Detective Annica Sawyer sat behind her desk at the police station. She waited for her partner, Marcus Finnegan, to return with a year-old homicide file that closely resembled one that they had been working on for two days.

She nursed her fourth cup of coffee of the day, hoping for some sort of break in the case. Her black, fitted suit jacket was slung over her chair and the straps of her gun holster still hugged at her shoulders. Annica fought the urge to slump over her desk and lay her head on it's cool surface.

She hadn't been sleeping very well. Nightmares wracked her subconscious. She didn't remember them, but they frightened her to her marrow.

Marcus came lumbering towards her desk, manilla folder in hand. Annica looked up and raised an eyebrow to him.

"Please tell me there are similarities."

Marcus smiled and thrust the file towards her, "Better. We've got similarities and an informant."

Annica felt her heart jump with the news. She opened the file and skimmed over it. Same ammunition at the crime scenes. Ballistics believed it to be the work of the same weapon. Same entrance wounds. A silencer was used. It seemed to Annica that they were the marks of a professional. Scenarios ran through her head: gangs, the mafia, drug wars.
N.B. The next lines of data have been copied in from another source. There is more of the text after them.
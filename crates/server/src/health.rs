//! Health API endpoint

use api_types::health::HealthResponse;
use axum::{Json, extract::State};

use crate::server::ServerState;

/// Reports liveness and whether the billing database answers.
pub async fn get(State(state): State<ServerState>) -> Json<HealthResponse> {
    let database_reachable = match &state.db {
        Some(db) => match db.ping().await {
            Ok(()) => true,
            Err(err) => {
                tracing::warn!("billing database ping failed: {err}");
                false
            }
        },
        None => false,
    };

    Json(HealthResponse {
        status: "ok".to_string(),
        service: "commitments".to_string(),
        database_url_configured: state.db.is_some(),
        database_reachable,
    })
}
"What about the informant?"

Marcus sat down across from her, "Didn't leave a name and he called from a payphone on Fourth Street. However, he did leave an address where he wants to meet. A place called Maynard's."

"The dive on Lakeside?" Annica questioned. Of course he would want to meet there, it was cheap and had sticky floors and stayed perfectly busy at all hours. "Did he specify a time?"

"Eleven tonight. Better dress casually. Suits might scare him off."

She took another swig of her coffee. It was going to be another long night.


Logan didn't know how long he'd been on the motorcycle, but he decided to find a place to stop and have a beer. He turned off onto a street named Lakeside and happened upon a run-down bar called Maynard's. Looked like his kind of place.

As he sat down at the bar, the clock read 10:59 p.m. and the place housed a handful of various drunks and lowlifes. He ordered a beer and fired up a cigar and tried to block Westchester out of his mind. Two people entered through the door, a clean-shaven, blond-haired man and a young woman with honeyed chestnut hair in a ponytail. They did not seem to fit the clientele of Maynard's.

Logan watched out of the corner of his eye as they whispered and the blond man walked to a corner table and sat next to a small, scared-looking dark-haired man. The woman on the other hand, walked to the bar and took the stool next to him. She smelled clean, like lemons and her voice was feminine with a hint of huskiness.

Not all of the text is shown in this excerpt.